Features

We are Waiting for Sockot

Theatre Editor Robert Faires offers this hand-warming way to ring in the New Year.

"They give birth astride a grave, the light gleams an instant, then it's night once more."

Boy, nothing puts the whole New Year's 2K hoo-hah in perspective like a few words from good ol' Sam Beckett, huh? The irascible Irishman (who spent most of his life in Paris, for all the good it did him) knew that where and how one rings out the Old Year and rings in the New doesn't matter a fig in the Big Scheme of Things, even when the New Year has three zeroes in it. I mean, what the hell difference does it make that you're marking this landmark Flip of the Calendar all by your lonesome while billions of humans across the globe celebrate in great communal throngs?

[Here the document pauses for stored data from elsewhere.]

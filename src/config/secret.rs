//! Credentials held in configuration
//!
//! The PostgreSQL connection string and the extraction API key are wrapped in
//! [`SecretString`] as soon as they are parsed. The value is zeroed on drop,
//! redacted in `Debug` output, and only readable through `expose_secret()`.
//!
//! ```rust
//! use curator::config::secret_string;
//! use secrecy::ExposeSecret;
//!
//! let dsn = secret_string("postgresql://curator:pw@db:5432/curator".to_string());
//! assert!(!format!("{dsn:?}").contains("pw"));
//! assert_eq!(dsn.expose_secret().redacted_host(), "***@db:5432/curator");
//! ```

use secrecy::{CloneableSecret, DebugSecret, Secret, SerializableSecret};
use serde::{Deserialize, Serialize};
use zeroize::Zeroize;

/// String payload of a [`SecretString`]
#[derive(Clone, Zeroize, Serialize, Deserialize)]
#[serde(transparent)]
#[zeroize(drop)]
pub struct SecretValue(String);

impl CloneableSecret for SecretValue {}
impl DebugSecret for SecretValue {}

impl std::fmt::Debug for SecretValue {
    fn fmt(&self, f: &mut std::fmt::Formatter<'_>) -> std::fmt::Result {
        <Self as DebugSecret>::debug_secret(f)
    }
}
impl SerializableSecret for SecretValue {}

impl From<String> for SecretValue {
    fn from(value: String) -> Self {
        Self(value)
    }
}

impl AsRef<str> for SecretValue {
    fn as_ref(&self) -> &str {
        &self.0
    }
}

impl PartialEq<str> for SecretValue {
    fn eq(&self, other: &str) -> bool {
        self.0 == other
    }
}

impl SecretValue {
    pub fn is_empty(&self) -> bool {
        self.0.trim().is_empty()
    }

    pub fn starts_with(&self, prefix: &str) -> bool {
        self.0.starts_with(prefix)
    }

    /// Everything after the last `@`, safe to print for connection strings
    pub fn redacted_host(&self) -> String {
        match self.0.rsplit_once('@') {
            Some((_, host)) => format!("***@{host}"),
            None => "***".to_string(),
        }
    }
}

/// A configuration value that must not end up in logs
pub type SecretString = Secret<SecretValue>;

/// Wraps a plain string read from the environment or a config file
#[inline]
pub fn secret_string(value: String) -> SecretString {
    Secret::new(SecretValue::from(value))
}

#[cfg(test)]
mod tests {
    use super::*;
    use secrecy::ExposeSecret;

    #[test]
    fn test_debug_is_redacted() {
        let key = secret_string("sk-extraction-key".to_string());
        let debug_output = format!("{key:?}");
        assert!(!debug_output.contains("sk-extraction-key"));
        assert!(debug_output.contains("REDACTED"));
    }

    #[test]
    fn test_blank_value_is_empty() {
        assert!(secret_string("  ".to_string()).expose_secret().is_empty());
        assert!(!secret_string("x".to_string()).expose_secret().is_empty());
    }

    #[test]
    fn test_redacted_host() {
        let value = SecretValue::from("postgresql://user:pw@db:5432/curator".to_string());
        assert_eq!(value.redacted_host(), "***@db:5432/curator");
        assert_eq!(SecretValue::from("opaque".to_string()).redacted_host(), "***");
    }

    #[test]
    fn test_deserializes_from_plain_string() {
        #[derive(Deserialize)]
        struct Section {
            api_key: SecretString,
        }

        let section: Section = toml::from_str("api_key = \"k-123\"").unwrap();
        assert_eq!(section.api_key.expose_secret(), "k-123");
    }
}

Each and every one of us is eventually going to be checking in for that extended stay in the Motel 6 Feet Under, and it's not like folks can brag about their party-hearty high jinks during the Long Dirt Nap.

That said, why not spend the last night of 1999 getting in touch with your inner existentialist? What better way to say goodbye to the century that turned nihilism into a fashion statement than with the dramatic masterpiece that got us all gulping black coffee and chattering morosely over the meaninglessness of our existence: Beckett's own Waiting for Godot. Why, if not for Godot, we might still be laboring under the pathetic delusion that we're doing something with our lives, that we have even the possibility of making a difference. Thank heaven ­ or rather oblivion ­ that now we're freed from all those tiresome notions of achievement and contributing to society and can kick back content in the knowledge that any effort we expend is but a futile gesture in the face of the vast abyss that swallows us all.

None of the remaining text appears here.